Objective: Fatigue is an important symptom in patients with RA. Measurement of fatigue in clinical trials and in clinical practice requires scales that are reproducible, sensitive to change and practical. This study examined the reliability and sensitivity to change of fatigue and its relative independence as an outcome measure in RA.
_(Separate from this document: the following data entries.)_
use std::path::PathBuf;

use charts::default_charts;
use clap::Parser;
use common::{hostinfo, style::Style};
use eyre::Result;
use tokio::fs::create_dir_all;
use tracing::{debug, error};
use tracing_subscriber::{
    EnvFilter,
    fmt::{layer, time::ChronoLocal},
    layer::SubscriberExt,
    util::SubscriberInitExt,
};

/// Renders the copy-strategy benchmark report charts.
#[derive(Parser)]
struct Cli {
    /// Output directory for the generated charts
    #[arg(default_value = "results")]
    out_dir: PathBuf,
}

#[tokio::main]
async fn main() -> Result<()> {
    let log_level = std::env::var("RUST_LOG").unwrap_or("warn".to_owned());
    let args = Cli::parse();

    let env_filter = EnvFilter::new(format!(
        "copybench_report={log_level},common={log_level},charts={log_level}"
    ));
    tracing_subscriber::registry()
        .with(env_filter)
        .with(
            layer()
                .with_timer(ChronoLocal::new("%v %k:%M:%S %z".to_owned()))
                .compact(),
        )
        .init();

    if let Err(err) = run(args).await {
        error!("{err:#?}");
        return Err(err);
    }
    Ok(())
}

async fn run(args: Cli) -> Result<()> {
    create_dir_all(&args.out_dir).await?;

    let style = Style::init()?;
    let host_note = hostinfo::host_summary();
    debug!("Host note: {host_note:?}");

    println!("Generating report charts from recorded measurements...");
    for chart in default_charts() {
        debug!("Rendering {}", chart.name());
        chart.render(&style, host_note.as_deref(), &args.out_dir)?;
    }
    println!("✓ Charts written to: {}", args.out_dir.display());

    Ok(())
}
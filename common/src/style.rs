use std::path::PathBuf;

use eyre::{Result, bail};
use plotters::style::{
    FontDesc, FontFamily, FontStyle, RGBColor, TextStyle,
    colors::{BLACK, WHITE},
};
use tracing::{debug, warn};

/// Directory probed for the report's preferred font files.
pub const FONT_DIR: &str = "/usr/share/fonts/truetype/custom";
pub const FONT_FILE_PREFIX: &str = "IosevkaNerdFont";
pub const CUSTOM_FONT_FAMILY: &str = "Iosevka NF";
pub const FALLBACK_FONT_FAMILY: &str = "sans-serif";
const MAX_FONT_FILES: usize = 10;

pub const PREFERRED_THEME: &str = "paper";
pub const SECONDARY_THEME: &str = "plain";

/// Series color cycle, applied by series index.
pub const PALETTE: [RGBColor; 7] = [
    RGBColor(0x2C, 0x3E, 0x50),
    RGBColor(0xE7, 0x4C, 0x3C),
    RGBColor(0x27, 0xAE, 0x60),
    RGBColor(0x8E, 0x44, 0xAD),
    RGBColor(0xF3, 0x9C, 0x12),
    RGBColor(0x34, 0x98, 0xDB),
    RGBColor(0xD3, 0x54, 0x00),
];

/// Marker cycle, applied by series index alongside [`PALETTE`].
pub const MARKERS: [Marker; 3] = [Marker::Circle, Marker::Square, Marker::Triangle];

#[derive(Debug, Clone, Copy, PartialEq, Eq)]
pub enum Marker {
    Circle,
    Square,
    Triangle,
}

#[derive(Debug, Clone, Copy)]
pub struct Theme {
    pub name: &'static str,
    pub background: RGBColor,
    pub foreground: RGBColor,
    pub grid: RGBColor,
    pub draw_grid: bool,
    pub framed_legend: bool,
}

pub static THEMES: [Theme; 2] = [
    Theme {
        name: "paper",
        background: WHITE,
        foreground: RGBColor(0x26, 0x26, 0x26),
        grid: RGBColor(0xE0, 0xE0, 0xE0),
        draw_grid: true,
        framed_legend: false,
    },
    Theme {
        name: "plain",
        background: WHITE,
        foreground: BLACK,
        grid: RGBColor(0xD5, 0xD5, 0xD5),
        draw_grid: false,
        framed_legend: true,
    },
];

pub fn lookup_theme(name: &str) -> Option<&'static Theme> {
    THEMES.iter().find(|t| t.name == name)
}

/// Figure geometry: 10in x 6in saved at 300 DPI.
pub const FIG_WIDTH_IN: f64 = 10.0;
pub const FIG_HEIGHT_IN: f64 = 6.0;
pub const SAVE_DPI: f64 = 300.0;

// Point sizes, converted to pixels through [`Style::px`].
const TITLE_PT: f64 = 16.0;
const AXIS_LABEL_PT: f64 = 14.0;
const TICK_PT: f64 = 12.0;
const LEGEND_PT: f64 = 11.0;
const NOTE_PT: f64 = 8.0;
const LINE_PT: f64 = 2.5;
const MARKER_PT: f64 = 9.0;
const MARKER_EDGE_PT: f64 = 1.5;

/// Process-wide rendering defaults, built once before any chart is produced.
#[derive(Debug, Clone)]
pub struct Style {
    pub theme: &'static Theme,
    pub font_family: String,
    pub dpi: f64,
    pub width: u32,
    pub height: u32,
}

impl Style {
    pub fn init() -> Result<Self> {
        Self::with_themes(PREFERRED_THEME, SECONDARY_THEME)
    }

    /// Resolves `preferred`, falling back to `secondary` if its name is
    /// unknown. Errors only when neither name resolves.
    pub fn with_themes(preferred: &str, secondary: &str) -> Result<Self> {
        let theme = match lookup_theme(preferred) {
            Some(theme) => theme,
            None => match lookup_theme(secondary) {
                Some(theme) => {
                    warn!("Theme {preferred} unavailable, using {secondary}");
                    theme
                }
                None => bail!("No usable theme: neither {preferred} nor {secondary} is known"),
            },
        };

        Ok(Self {
            theme,
            font_family: select_font_family(),
            dpi: SAVE_DPI,
            width: (FIG_WIDTH_IN * SAVE_DPI) as u32,
            height: (FIG_HEIGHT_IN * SAVE_DPI) as u32,
        })
    }

    /// Point size to pixels at the configured DPI.
    pub fn px(&self, pt: f64) -> u32 {
        (pt * self.dpi / 72.0).round() as u32
    }

    fn font(&self, pt: f64, font_style: FontStyle) -> TextStyle<'_> {
        let family = if self.font_family == FALLBACK_FONT_FAMILY {
            FontFamily::SansSerif
        } else {
            FontFamily::Name(&self.font_family)
        };
        FontDesc::new(family, self.px(pt) as f64, font_style).color(&self.theme.foreground)
    }

    pub fn title_font(&self) -> TextStyle<'_> {
        self.font(TITLE_PT, FontStyle::Bold)
    }

    pub fn label_font(&self) -> TextStyle<'_> {
        self.font(AXIS_LABEL_PT, FontStyle::Normal)
    }

    pub fn tick_font(&self) -> TextStyle<'_> {
        self.font(TICK_PT, FontStyle::Normal)
    }

    pub fn legend_font(&self) -> TextStyle<'_> {
        self.font(LEGEND_PT, FontStyle::Normal)
    }

    pub fn note_font(&self) -> TextStyle<'_> {
        self.font(NOTE_PT, FontStyle::Normal)
    }

    pub fn line_width(&self) -> u32 {
        self.px(LINE_PT)
    }

    pub fn marker_radius(&self) -> i32 {
        (self.px(MARKER_PT) / 2) as i32
    }

    pub fn marker_edge(&self) -> u32 {
        self.px(MARKER_EDGE_PT)
    }

    pub fn margin(&self) -> u32 {
        self.px(12.0)
    }

    pub fn x_label_area(&self) -> u32 {
        self.px(28.0)
    }

    pub fn y_label_area(&self) -> u32 {
        self.px(48.0)
    }
}

fn discover_font_files() -> Vec<PathBuf> {
    let Ok(entries) = std::fs::read_dir(FONT_DIR) else {
        return Vec::new();
    };
    let mut files = entries
        .filter_map(|entry| entry.ok())
        .map(|entry| entry.path())
        .filter(|path| {
            path.file_name()
                .and_then(|name| name.to_str())
                .is_some_and(|name| name.starts_with(FONT_FILE_PREFIX) && name.ends_with(".ttf"))
        })
        .collect::<Vec<_>>();
    files.sort();
    files.truncate(MAX_FONT_FILES);
    files
}

fn select_font_family() -> String {
    let files = discover_font_files();
    if files.is_empty() {
        debug!("No custom fonts under {FONT_DIR}, falling back to {FALLBACK_FONT_FAMILY}");
        FALLBACK_FONT_FAMILY.to_owned()
    } else {
        debug!("Found {} custom font files under {FONT_DIR}", files.len());
        CUSTOM_FONT_FAMILY.to_owned()
    }
}

#[cfg(test)]
mod tests {
    use super::*;

    #[test]
    fn preferred_theme_resolves() {
        let style = Style::init().expect("default themes");
        assert_eq!(style.theme.name, "paper");
    }

    #[test]
    fn unknown_preferred_falls_back_to_secondary() {
        let style = Style::with_themes("nonexistent", SECONDARY_THEME).expect("fallback theme");
        assert_eq!(style.theme.name, "plain");
    }

    #[test]
    fn two_unknown_themes_fail() {
        let err = Style::with_themes("nope", "also-nope").unwrap_err();
        let msg = format!("{err}");
        assert!(msg.contains("nope") && msg.contains("also-nope"), "{msg}");
    }

    #[test]
    fn point_sizes_scale_with_dpi() {
        let style = Style::init().expect("style");
        // 72pt is one inch, i.e. exactly `dpi` pixels.
        assert_eq!(style.px(72.0), 300);
        assert_eq!((style.width, style.height), (3000, 1800));
    }
}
Methods: Successive patients referred to the rheumatology clinic at St Vincent's University Hospital and Our Lady's Hospice were evaluated. Clinical assessments were undertaken at baseline and 3 months after commencing TNF-alpha blockade. Fatigue was measured using an 11-point numeric rating scale (NRS). Sensitivity to change when compared with current core set outcome measures was determined by calculation of the standardized response mean (SRM). Multiple regression analysis was employed to determine the independent variance of fatigue scores relative to the core set.
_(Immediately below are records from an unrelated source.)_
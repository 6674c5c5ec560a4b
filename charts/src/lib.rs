//! The four report charts comparing the copy strategies.

use std::path::Path;

use common::{
    chart::Chart,
    render::{LineChartSpec, SeriesSpec, render_line_chart},
    style::{Marker, Style},
};
use eyre::Result;

pub mod data;

use data::{
    MSG_SIZES, Strategy, THREAD_COUNTS, count_points, cycles_per_byte, l1_misses, latency_us,
    llc_misses, points, throughput_gbps,
};

/// The report's chart producers, in rendering order.
pub fn default_charts() -> Vec<Box<dyn Chart>> {
    vec![
        Box::new(Throughput),
        Box::new(Latency),
        Box::new(CacheMisses),
        Box::new(CyclesPerByte),
    ]
}

pub struct Throughput;

impl Chart for Throughput {
    fn name(&self) -> &'static str {
        "throughput"
    }

    fn filename(&self) -> &'static str {
        "throughput_vs_msg_size.png"
    }

    fn render(&self, style: &Style, host_note: Option<&str>, out_dir: &Path) -> Result<()> {
        let mut spec = LineChartSpec::new(
            "Throughput vs Message Size (Threads=8)",
            "Message size (bytes)",
            "Throughput (Gbps)",
            self.filename(),
        )
        .log2_x();
        for (idx, strategy) in Strategy::ALL.into_iter().enumerate() {
            spec = spec.with_series(SeriesSpec::new(
                strategy.label(),
                points(&MSG_SIZES, throughput_gbps(strategy)),
                idx,
            ));
        }
        render_line_chart(&spec, style, host_note, out_dir)
    }
}

pub struct Latency;

impl Chart for Latency {
    fn name(&self) -> &'static str {
        "latency"
    }

    fn filename(&self) -> &'static str {
        "latency_vs_threads.png"
    }

    fn render(&self, style: &Style, host_note: Option<&str>, out_dir: &Path) -> Result<()> {
        let mut spec = LineChartSpec::new(
            "Latency vs Thread Count (Msg Size=64)",
            "Thread count",
            "Latency (µs)",
            self.filename(),
        );
        for (idx, strategy) in Strategy::ALL.into_iter().enumerate() {
            spec = spec.with_series(SeriesSpec::new(
                strategy.label(),
                points(&THREAD_COUNTS, latency_us(strategy)),
                idx,
            ));
        }
        render_line_chart(&spec, style, host_note, out_dir)
    }
}

/// L1 and LLC misses on one chart: per-strategy color shared between the two
/// cache levels, L1 solid with circles, LLC dashed with squares.
pub struct CacheMisses;

impl Chart for CacheMisses {
    fn name(&self) -> &'static str {
        "cache-misses"
    }

    fn filename(&self) -> &'static str {
        "cache_misses_vs_msg_size.png"
    }

    fn render(&self, style: &Style, host_note: Option<&str>, out_dir: &Path) -> Result<()> {
        let mut spec = LineChartSpec::new(
            "L1 and LLC Cache Misses vs Message Size (Threads=8)",
            "Message size (bytes)",
            "Cache misses",
            self.filename(),
        )
        .log2_x();
        for (idx, strategy) in Strategy::ALL.into_iter().enumerate() {
            spec = spec.with_series(
                SeriesSpec::new(
                    format!("{} (L1)", strategy.label()),
                    count_points(&MSG_SIZES, l1_misses(strategy)),
                    idx,
                )
                .with_marker(Marker::Circle),
            );
        }
        for (idx, strategy) in Strategy::ALL.into_iter().enumerate() {
            spec = spec.with_series(
                SeriesSpec::new(
                    format!("{} (LLC)", strategy.label()),
                    count_points(&MSG_SIZES, llc_misses(strategy)),
                    idx,
                )
                .with_marker(Marker::Square)
                .dashed(),
            );
        }
        render_line_chart(&spec, style, host_note, out_dir)
    }
}

pub struct CyclesPerByte;

impl Chart for CyclesPerByte {
    fn name(&self) -> &'static str {
        "cycles-per-byte"
    }

    fn filename(&self) -> &'static str {
        "cycles_per_byte_vs_msg_size.png"
    }

    fn render(&self, style: &Style, host_note: Option<&str>, out_dir: &Path) -> Result<()> {
        let mut spec = LineChartSpec::new(
            "CPU Cycles per Byte vs Message Size (Threads=8)",
            "Message size (bytes)",
            "Cycles per byte",
            self.filename(),
        )
        .log2_x();
        for (idx, strategy) in Strategy::ALL.into_iter().enumerate() {
            spec = spec.with_series(SeriesSpec::new(
                strategy.label(),
                points(&MSG_SIZES, cycles_per_byte(strategy)),
                idx,
            ));
        }
        render_line_chart(&spec, style, host_note, out_dir)
    }
}
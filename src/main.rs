mod board;
mod clock;
mod config;
mod error;
mod food;
mod game;
mod render;
mod scores;
mod snake;
mod sprite;
mod state;
mod term;

use std::{fs::File, path::Path, process::exit};

use crate::clock::SystemClock;
use crate::config::{GameConfig, Trivia};
use crate::error::GameError;
use crate::game::{Session, SessionSummary};
use crate::sprite::Sprites;
use crate::term::TermManager;

use log::{error, info};
use simplelog::{Config, LevelFilter, WriteLogger};

pub type GridInt = i16;
pub type Cell = (GridInt, GridInt);

fn main() {
    let config = GameConfig::default();

    // The terminal belongs to the game, so logs go to a file
    if let Err(err) = init_logging(&config.log_path) {
        eprintln!("{}", err);
        exit(1);
    }

    info!("Starting snake");

    match play(config) {
        Ok(summary) => info!("Session ended ({:?}) with score {}", summary.ended_by, summary.score),
        Err(err) => {
            error!("{}", err);
            eprintln!("{}", err);
            exit(1);
        },
    }
}

fn init_logging(path: &Path) -> Result<(), GameError> {
    let file = File::create(path)
        .map_err(|source| GameError::LogFile { path: path.to_path_buf(), source })?;
    WriteLogger::init(LevelFilter::Debug, Config::default(), file)?;
    Ok(())
}

fn play(config: GameConfig) -> Result<SessionSummary, GameError> {
    let sprites = Sprites::load(&config.snake_sprite, &config.food_sprite)?;

    let mut term = TermManager::new()?;
    if let Err(err) = term.setup() {
        let _ = term.restore();
        return Err(err);
    }

    let result = Session::new(config, Trivia::default(), sprites, &mut term, SystemClock).run();

    // Leave the alternate screen even when the session failed
    let restored = term.restore();
    let summary = result?;
    restored?;
    Ok(summary)
}
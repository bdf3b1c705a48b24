use crate::Cell;
use Direction::*;

#[derive(Copy, Clone, Debug, PartialEq, Eq)]
pub enum Direction {
    Up,
    Down,
    Left,
    Right
}

impl Direction {
    pub fn delta(self) -> Cell {
        match self {
            Up => (0, -1),
            Down => (0, 1),
            Left => (-1, 0),
            Right => (1, 0),
        }
    }
}

/// Ordered body cells, head first.
#[derive(Clone, Debug)]
pub struct Snake {
    body: Vec<Cell>,
    direction: Direction,
}

impl Snake {
    pub fn new(start: Cell, direction: Direction) -> Self {
        Snake { body: vec![start], direction }
    }

    pub fn body(&self) -> &[Cell] {
        &self.body
    }

    pub fn head(&self) -> Cell {
        self.body[0]
    }

    pub fn len(&self) -> usize {
        self.body.len()
    }

    pub fn occupies(&self, cell: Cell) -> bool {
        self.body.contains(&cell)
    }

    pub fn direction(&self) -> Direction {
        self.direction
    }

    /// Turns the snake, but only onto the axis it is not currently travelling along.
    /// Returns whether the heading changed. Takes effect on the next step.
    pub fn set_direction(&mut self, new_direction: Direction) -> bool {
        let (dx, dy) = self.direction.delta();
        let allowed = match new_direction {
            Up | Down => dy == 0,
            Left | Right => dx == 0,
        };

        if allowed {
            self.direction = new_direction;
        }
        allowed
    }

    pub fn next_head(&self) -> Cell {
        let (x, y) = self.head();
        let (dx, dy) = self.direction.delta();
        (x + dx, y + dy)
    }

    /// Moves every segment into its predecessor's cell and puts the head at `new_head`.
    /// When growing, the tail is duplicated first so the old tail cell survives the shift.
    pub fn advance(&mut self, new_head: Cell, grow: bool) {
        if grow {
            let tail = self.body[self.body.len() - 1];
            self.body.push(tail);
        }

        for i in (1..self.body.len()).rev() {
            self.body[i] = self.body[i - 1];
        }
        self.body[0] = new_head;
    }
}

#[cfg(test)]
mod tests {
    use super::*;

    #[test]
    fn reversal_is_ignored() {
        for (current, reverse) in [(Right, Left), (Left, Right), (Up, Down), (Down, Up)] {
            let mut snake = Snake::new((5, 5), current);
            assert!(!snake.set_direction(reverse));
            assert_eq!(snake.direction(), current);
        }
    }

    #[test]
    fn orthogonal_turn_is_applied() {
        let mut snake = Snake::new((5, 5), Right);
        assert!(snake.set_direction(Up));
        assert_eq!(snake.direction(), Up);
        assert!(snake.set_direction(Left));
        assert_eq!(snake.direction(), Left);
        assert!(snake.set_direction(Down));
        assert_eq!(snake.direction(), Down);
    }

    #[test]
    fn last_accepted_turn_wins_between_steps() {
        let mut snake = Snake::new((5, 5), Right);
        snake.set_direction(Up);
        snake.set_direction(Down); // same axis as Up, rejected
        assert_eq!(snake.next_head(), (5, 4));
    }

    #[test]
    fn advance_shifts_segments() {
        let mut snake = Snake::new((3, 3), Right);
        snake.advance((4, 3), true);
        snake.advance((5, 3), true);
        assert_eq!(snake.body(), &[(5, 3), (4, 3), (3, 3)]);

        let before = snake.body().to_vec();
        snake.advance((6, 3), false);
        assert_eq!(snake.len(), before.len());
        assert_eq!(snake.head(), (6, 3));
        assert_eq!(&snake.body()[1..], &before[..before.len() - 1]);
    }

    #[test]
    fn growing_keeps_the_old_tail() {
        let mut snake = Snake::new((3, 3), Right);
        snake.advance((4, 3), true);
        snake.advance((5, 3), false);
        let old_tail = *snake.body().last().unwrap();

        snake.advance((6, 3), true);
        assert_eq!(snake.len(), 3);
        assert_eq!(*snake.body().last().unwrap(), old_tail);
    }

    #[test]
    fn occupies_every_body_cell() {
        let mut snake = Snake::new((3, 3), Right);
        snake.advance((4, 3), true);
        assert!(snake.occupies((3, 3)));
        assert!(snake.occupies((4, 3)));
        assert!(!snake.occupies((5, 3)));
    }
}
Results: Forty-nine patients were evaluated. At baseline, mean (s.d.) fatigue scores were 6.7 +/- 2.1. At 3 months, fatigue scores had fallen to 4.3 +/- 2.6 (P < 0.001). Test-retest intraclass correlation coefficient for the NRS was 0.79 (P < 0.008). Fatigue was ranked third for relative sensitivity to change as shown by SRM: pain, 1.37; tender joint count (TJC), 1.09; fatigue, 0.92; swollen joint count (SJC), 0.86; HAQ, 0.82; CRP, 0.69; and patient global health (GH), 0.25. The relative independent variance in fatigue of 22% was higher than that of the core set: TJC, 20%; pain, 19%; SJC, 16%; GH, 8%; HAQ, 7%; and CRP, 8%.
Conclusions: This study demonstrates that measures of fatigue are reliable and sensitive to change, and should be considered for inclusion as a core outcome measure in RA.